Blog
In January 2020, the COVID-19 outbreak which started in Wuhan - China was declared by the World Health Organisation as ‘pandemic’. Since that time, the COVID-19 pandemic has speedily spread across the world and caused significant impacts on many sectors of the economy globally. As of early August 2020, more than 800,000 cases and 13,779 deaths have been confirmed across 53 countries in Africa, with South Africa and Egypt being the hardest hit countries.
Beyond its severe impacts on public health, it affected considerably also the education, water and sanitation, agriculture sectors amongst many others. The consequences were and will be tougher in many developing countries whose population depend primarily on agriculture.
In Africa, agriculture being the backbone of many countries and contribute to 49 per cent of employment (ILO, 2020), confirms its importance to livelihoods of millions of people. Due to mobility restrictions, agriculture and the food systems in sub-Saharan African (SSA) countries have been seriously hit by the pandemic. Smallholder farmers are encountering numerous challenges including disruptions of food supply chains, unemployment, all increasing the risks of food insecurity now and in the future. In the eastern part of Africa, it has been a ‘’triple menace’’ as the pandemic’s impacts on food security and livelihoods of smallholder farmers, came to add on existing challenges such as flooding disasters and the invasion of pests like desert locusts and fall armyworm, which devastated agricultural production (UN, 2020).
Prior to the COVID-19 pandemic, more than 820 million people worldwide did not have enough food (FAO et al., 2019).

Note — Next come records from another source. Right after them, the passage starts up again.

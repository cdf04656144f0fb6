//! Request/response wire types exchanged between two VASPs.

use serde::{Deserialize, Serialize};

use crate::command::CommandKind;

/// Machine-readable error codes carried in an [`OffChainError`].
#[derive(Debug, Clone, Copy, PartialEq, Eq, Serialize, Deserialize)]
#[serde(rename_all = "snake_case")]
pub enum ErrorCode {
    /// The request or response frame did not parse.
    ParsingError,
    /// The request was well-formed JSON but violated the wire protocol
    /// itself (e.g. a client set `command_seq`).
    Malformed,
    /// A required field was missing from the request or command.
    Missing,
    /// This command's cid collides with an already-processed request
    /// whose command payload differs.
    Conflict,
    /// The server has a locally-originated request still awaiting a
    /// response and cannot accept new requests until it resolves.
    Wait,
    /// The command failed generic structural/executor validation.
    CommandValidationError,
    /// A payment actor's status transition was illegal under the status
    /// lattice.
    PaymentWrongStatus,
    /// A diff changed fields belonging to the non-originating actor.
    PaymentChangedOtherActor,
    /// The command's origin is not one of the two channel peers.
    PaymentWrongActor,
    /// The payment object failed structural validation.
    PaymentWrongStructure,
    /// The command depends on a version that is not currently live.
    PaymentDependencyError,
}

/// Severity of an [`OffChainError`], mirroring the reference
/// implementation's distinction between a failure specific to one command
/// and one that invalidates the whole request.
#[derive(Debug, Clone, Copy, PartialEq, Eq, Serialize, Deserialize)]
#[serde(rename_all = "snake_case")]
pub enum ErrorSeverity {
    /// Only the command that triggered this error is rejected.
    Command,
    /// The entire request is rejected.
    Protocol,
}

/// A structured error reported in a [`CommandResponseObject`].
#[derive(Debug, Clone, Serialize, Deserialize)]
#[serde(rename_all = "snake_case")]
pub struct OffChainError {
    /// `command_error` or `protocol_error`.
    pub severity: ErrorSeverity,
    /// Machine-readable error code.
    pub code: ErrorCode,
    /// The field path implicated, if any.
    #[serde(skip_serializing_if = "Option::is_none")]
    pub field: Option<String>,
    /// Human-readable message.
    #[serde(skip_serializing_if = "Option::is_none")]
    pub message: Option<String>,
}

/// A command proposed by the sender of this request.
#[derive(Debug, Clone, PartialEq, Eq, Serialize, Deserialize)]
#[serde(rename_all = "snake_case")]
pub struct CommandRequestObject {
    /// Sequence number of this command within the channel, assigned by the
    /// proposer.
    pub seq: u64,
    /// The command identifier (duplicated from the command itself for
    /// quick retransmission matching).
    pub cid: String,
    /// The command's position in the bilaterally agreed sequence, set only
    /// by the server role. A client must never set this; a server that
    /// receives a request with this already set rejects it as malformed.
    #[serde(skip_serializing_if = "Option::is_none")]
    pub command_seq: Option<u64>,
    /// The command payload.
    pub command: CommandKind,
}

/// The outcome reported by the recipient of a [`CommandRequestObject`].
#[derive(Debug, Clone, Serialize, Deserialize)]
#[serde(rename_all = "snake_case")]
pub struct CommandResponseObject {
    /// Echoes the request's command identifier.
    pub cid: String,
    /// `"success"` or `"failure"`.
    pub status: ResponseStatus,
    /// The position the command was given in the bilaterally agreed
    /// sequence, present on every non-`wait` response.
    #[serde(skip_serializing_if = "Option::is_none")]
    pub command_seq: Option<u64>,
    /// Present when `status` is `failure`.
    #[serde(skip_serializing_if = "Option::is_none")]
    pub error: Option<OffChainError>,
}

/// Whether a command was accepted.
#[derive(Debug, Clone, Copy, PartialEq, Eq, Serialize, Deserialize)]
#[serde(rename_all = "snake_case")]
pub enum ResponseStatus {
    /// The command was sequenced and committed.
    Success,
    /// The command was rejected; see the accompanying [`OffChainError`].
    Failure,
}

/// Builds a success response for `cid`, sequenced at `command_seq`.
#[must_use]
pub fn make_success_response(cid: impl Into<String>, command_seq: u64) -> CommandResponseObject {
    CommandResponseObject {
        cid: cid.into(),
        status: ResponseStatus::Success,
        command_seq: Some(command_seq),
        error: None,
    }
}

/// Builds a command-scoped failure response, still carrying the sequence
/// position the command was recorded at as a failure for audit purposes.
#[must_use]
pub fn make_command_error(
    cid: impl Into<String>,
    command_seq: Option<u64>,
    code: ErrorCode,
    field: Option<String>,
    message: impl Into<String>,
) -> CommandResponseObject {
    CommandResponseObject {
        cid: cid.into(),
        status: ResponseStatus::Failure,
        command_seq,
        error: Some(OffChainError {
            severity: ErrorSeverity::Command,
            code,
            field,
            message: Some(message.into()),
        }),
    }
}

/// Builds a request-scoped protocol failure response, not attributable to
/// a single command (e.g. `wait`, `malformed`, a duplicate `cid` conflict).
#[must_use]
pub fn make_protocol_error(cid: impl Into<String>, code: ErrorCode, message: impl Into<String>) -> CommandResponseObject {
    CommandResponseObject {
        cid: cid.into(),
        status: ResponseStatus::Failure,
        command_seq: None,
        error: Some(OffChainError {
            severity: ErrorSeverity::Protocol,
            code,
            field: None,
            message: Some(message.into()),
        }),
    }
}

/// Builds a response for a request that failed to parse as JSON at all.
#[must_use]
pub fn make_parsing_error(message: impl Into<String>) -> CommandResponseObject {
    CommandResponseObject {
        cid: String::new(),
        status: ResponseStatus::Failure,
        command_seq: None,
        error: Some(OffChainError {
            severity: ErrorSeverity::Protocol,
            code: ErrorCode::ParsingError,
            field: None,
            message: Some(message.into()),
        }),
    }
}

In June 2020, estimates show that the COVID-19 crisis could plunge 100 million people into extreme poverty (Mahler, Lakner, AGUILAR, et al., 2020), with SSA being the most affected region. The COVID-19 pandemic has therefore exposed the vulnerability risks of agricultural value chains against external shocks and shed light on the needs of building the resilience of the agricultural sector (IFAD, 2020c). Sub-Saharan Africa is projected to experience a significant disruption in the supply of agricultural inputs and food products, reduced demand, price volatility amongst many factors. The region’s economy will contract by -1.6 percent (the worst decline in the history for this region), partly due to disruptions in production and reductions of demand which emanated from strong containment and mitigation measures that were put in place by many countries (IMF. African Dept, 2020).